**TO DO:**
When a line below contains the word "space", copy that line.

**THE INPUT:**
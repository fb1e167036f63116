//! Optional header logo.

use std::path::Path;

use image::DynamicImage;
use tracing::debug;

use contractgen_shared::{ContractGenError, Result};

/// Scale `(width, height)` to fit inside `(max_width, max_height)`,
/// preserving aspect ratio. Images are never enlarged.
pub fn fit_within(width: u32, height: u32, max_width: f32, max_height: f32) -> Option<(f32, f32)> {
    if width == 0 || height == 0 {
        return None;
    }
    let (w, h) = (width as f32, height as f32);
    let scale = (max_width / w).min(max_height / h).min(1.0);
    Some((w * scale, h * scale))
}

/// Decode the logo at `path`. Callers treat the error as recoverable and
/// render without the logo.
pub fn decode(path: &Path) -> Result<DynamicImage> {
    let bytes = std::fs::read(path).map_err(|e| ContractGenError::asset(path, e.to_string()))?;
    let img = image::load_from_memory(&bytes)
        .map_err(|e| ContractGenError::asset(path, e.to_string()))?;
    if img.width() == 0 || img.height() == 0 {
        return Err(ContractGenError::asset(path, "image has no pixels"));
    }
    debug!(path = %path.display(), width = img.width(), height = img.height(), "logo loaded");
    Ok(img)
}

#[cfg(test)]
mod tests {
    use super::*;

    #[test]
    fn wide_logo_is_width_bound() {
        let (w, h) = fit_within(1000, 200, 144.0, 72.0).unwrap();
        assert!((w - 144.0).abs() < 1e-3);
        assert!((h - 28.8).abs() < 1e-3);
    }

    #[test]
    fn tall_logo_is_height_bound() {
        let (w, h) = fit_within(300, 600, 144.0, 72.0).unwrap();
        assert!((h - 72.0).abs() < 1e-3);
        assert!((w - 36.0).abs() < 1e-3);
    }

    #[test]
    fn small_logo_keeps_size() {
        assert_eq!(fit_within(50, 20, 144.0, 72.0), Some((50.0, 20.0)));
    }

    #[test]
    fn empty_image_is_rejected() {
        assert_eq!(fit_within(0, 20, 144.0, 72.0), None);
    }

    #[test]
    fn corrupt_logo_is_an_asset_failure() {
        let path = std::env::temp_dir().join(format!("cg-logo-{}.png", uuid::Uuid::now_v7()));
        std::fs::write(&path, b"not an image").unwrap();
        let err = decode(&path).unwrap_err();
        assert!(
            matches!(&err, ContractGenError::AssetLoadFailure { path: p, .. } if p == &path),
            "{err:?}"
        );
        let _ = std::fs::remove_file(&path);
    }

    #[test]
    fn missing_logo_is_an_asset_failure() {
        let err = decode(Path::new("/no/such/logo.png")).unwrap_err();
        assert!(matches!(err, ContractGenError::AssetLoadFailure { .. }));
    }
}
...
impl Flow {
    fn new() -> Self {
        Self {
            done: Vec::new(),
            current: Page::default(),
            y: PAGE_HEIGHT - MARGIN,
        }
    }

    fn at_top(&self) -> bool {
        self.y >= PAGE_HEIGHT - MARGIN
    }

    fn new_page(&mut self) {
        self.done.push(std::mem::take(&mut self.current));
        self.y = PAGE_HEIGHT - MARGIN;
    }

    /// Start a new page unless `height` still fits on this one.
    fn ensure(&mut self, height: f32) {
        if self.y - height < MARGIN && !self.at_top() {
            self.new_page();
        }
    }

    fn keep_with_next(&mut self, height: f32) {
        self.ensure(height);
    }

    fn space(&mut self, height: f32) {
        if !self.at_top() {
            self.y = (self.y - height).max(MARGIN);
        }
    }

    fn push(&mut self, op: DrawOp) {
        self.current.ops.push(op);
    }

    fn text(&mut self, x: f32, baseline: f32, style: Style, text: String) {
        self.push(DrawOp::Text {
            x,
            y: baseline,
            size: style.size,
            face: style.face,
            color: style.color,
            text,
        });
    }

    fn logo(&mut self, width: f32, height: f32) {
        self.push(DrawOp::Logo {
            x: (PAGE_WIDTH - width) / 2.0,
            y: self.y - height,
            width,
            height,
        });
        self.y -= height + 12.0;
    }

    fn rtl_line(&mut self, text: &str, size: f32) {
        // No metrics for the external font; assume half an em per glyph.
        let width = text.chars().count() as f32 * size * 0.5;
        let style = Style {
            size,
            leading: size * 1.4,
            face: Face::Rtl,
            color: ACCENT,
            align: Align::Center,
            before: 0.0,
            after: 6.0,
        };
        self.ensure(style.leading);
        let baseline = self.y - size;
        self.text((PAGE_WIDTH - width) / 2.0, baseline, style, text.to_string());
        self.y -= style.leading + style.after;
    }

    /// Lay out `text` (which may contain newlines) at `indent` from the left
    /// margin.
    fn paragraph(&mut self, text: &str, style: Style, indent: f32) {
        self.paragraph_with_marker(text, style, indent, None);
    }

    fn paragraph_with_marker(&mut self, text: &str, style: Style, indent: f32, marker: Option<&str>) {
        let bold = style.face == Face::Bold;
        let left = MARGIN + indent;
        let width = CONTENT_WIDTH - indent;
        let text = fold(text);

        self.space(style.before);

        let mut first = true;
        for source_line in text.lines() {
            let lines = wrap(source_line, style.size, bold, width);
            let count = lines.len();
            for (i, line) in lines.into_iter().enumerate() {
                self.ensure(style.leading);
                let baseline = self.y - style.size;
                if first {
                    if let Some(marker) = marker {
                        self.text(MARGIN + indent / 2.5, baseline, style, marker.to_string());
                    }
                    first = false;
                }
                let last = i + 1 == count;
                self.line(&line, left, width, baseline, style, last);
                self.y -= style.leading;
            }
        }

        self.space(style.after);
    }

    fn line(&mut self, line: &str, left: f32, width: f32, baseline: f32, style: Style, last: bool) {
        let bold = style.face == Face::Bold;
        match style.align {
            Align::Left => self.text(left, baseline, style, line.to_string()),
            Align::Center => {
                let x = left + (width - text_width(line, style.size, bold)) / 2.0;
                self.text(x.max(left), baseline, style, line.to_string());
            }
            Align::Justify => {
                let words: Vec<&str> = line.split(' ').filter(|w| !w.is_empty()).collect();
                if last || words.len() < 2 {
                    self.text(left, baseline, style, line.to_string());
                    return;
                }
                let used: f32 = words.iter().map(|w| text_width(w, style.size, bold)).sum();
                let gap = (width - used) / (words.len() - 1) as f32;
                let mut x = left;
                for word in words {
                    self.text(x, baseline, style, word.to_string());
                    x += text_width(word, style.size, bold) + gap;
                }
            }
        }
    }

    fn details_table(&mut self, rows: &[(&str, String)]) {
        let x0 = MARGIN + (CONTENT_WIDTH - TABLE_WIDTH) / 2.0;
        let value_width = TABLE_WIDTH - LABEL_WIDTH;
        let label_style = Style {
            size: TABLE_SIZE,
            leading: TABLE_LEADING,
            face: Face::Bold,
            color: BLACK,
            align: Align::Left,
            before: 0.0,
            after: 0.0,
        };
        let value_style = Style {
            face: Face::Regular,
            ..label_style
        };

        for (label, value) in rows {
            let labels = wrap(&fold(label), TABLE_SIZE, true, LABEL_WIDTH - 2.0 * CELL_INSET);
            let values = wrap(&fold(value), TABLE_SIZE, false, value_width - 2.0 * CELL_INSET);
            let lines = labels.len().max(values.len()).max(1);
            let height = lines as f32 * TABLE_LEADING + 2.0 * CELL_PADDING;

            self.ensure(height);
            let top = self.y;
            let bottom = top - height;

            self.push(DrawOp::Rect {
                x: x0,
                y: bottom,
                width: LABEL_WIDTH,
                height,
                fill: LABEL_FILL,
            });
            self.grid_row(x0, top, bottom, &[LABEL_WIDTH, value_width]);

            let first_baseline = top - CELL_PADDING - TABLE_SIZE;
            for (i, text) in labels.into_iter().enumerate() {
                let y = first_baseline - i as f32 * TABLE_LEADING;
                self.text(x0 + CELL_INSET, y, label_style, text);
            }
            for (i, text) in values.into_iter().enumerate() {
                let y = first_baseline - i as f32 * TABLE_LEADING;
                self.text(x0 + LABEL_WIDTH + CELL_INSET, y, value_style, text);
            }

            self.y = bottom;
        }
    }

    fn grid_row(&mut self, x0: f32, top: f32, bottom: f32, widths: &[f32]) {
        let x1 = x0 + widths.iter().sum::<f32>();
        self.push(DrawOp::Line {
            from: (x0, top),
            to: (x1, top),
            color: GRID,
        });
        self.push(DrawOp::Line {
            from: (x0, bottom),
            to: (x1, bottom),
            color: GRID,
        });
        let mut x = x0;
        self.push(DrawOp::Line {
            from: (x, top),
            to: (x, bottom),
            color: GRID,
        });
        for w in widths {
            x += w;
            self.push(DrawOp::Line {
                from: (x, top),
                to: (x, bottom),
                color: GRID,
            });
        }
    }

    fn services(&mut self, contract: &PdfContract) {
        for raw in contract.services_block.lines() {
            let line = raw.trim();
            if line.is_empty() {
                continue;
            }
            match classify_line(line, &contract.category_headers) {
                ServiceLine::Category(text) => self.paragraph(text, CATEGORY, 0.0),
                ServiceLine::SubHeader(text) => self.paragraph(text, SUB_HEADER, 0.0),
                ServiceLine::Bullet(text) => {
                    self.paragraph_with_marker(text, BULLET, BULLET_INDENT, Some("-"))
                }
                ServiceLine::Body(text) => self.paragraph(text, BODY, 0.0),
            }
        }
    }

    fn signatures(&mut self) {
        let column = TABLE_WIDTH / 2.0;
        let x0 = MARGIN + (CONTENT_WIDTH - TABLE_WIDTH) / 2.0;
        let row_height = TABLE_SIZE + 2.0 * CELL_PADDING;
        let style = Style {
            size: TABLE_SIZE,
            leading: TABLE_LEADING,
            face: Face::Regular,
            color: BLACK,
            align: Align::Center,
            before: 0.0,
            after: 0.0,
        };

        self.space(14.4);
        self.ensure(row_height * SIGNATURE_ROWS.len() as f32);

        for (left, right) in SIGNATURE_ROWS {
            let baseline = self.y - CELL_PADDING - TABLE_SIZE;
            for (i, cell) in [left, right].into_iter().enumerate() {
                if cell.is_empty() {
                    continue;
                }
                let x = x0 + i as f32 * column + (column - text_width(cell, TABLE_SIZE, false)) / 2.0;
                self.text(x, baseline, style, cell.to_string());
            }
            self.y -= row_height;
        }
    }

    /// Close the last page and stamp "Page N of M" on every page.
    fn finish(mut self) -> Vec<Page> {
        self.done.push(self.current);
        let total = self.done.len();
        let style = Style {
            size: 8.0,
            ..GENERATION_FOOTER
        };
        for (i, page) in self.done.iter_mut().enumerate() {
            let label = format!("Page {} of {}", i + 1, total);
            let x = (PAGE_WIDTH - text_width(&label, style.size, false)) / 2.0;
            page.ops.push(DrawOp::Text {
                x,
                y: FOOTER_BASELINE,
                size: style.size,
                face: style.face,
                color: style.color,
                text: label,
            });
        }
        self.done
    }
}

**EXERCISE RESPONSE:**
    fn space(&mut self, height: f32) {
        self.space(style.before);
        self.space(style.after);
        self.space(14.4);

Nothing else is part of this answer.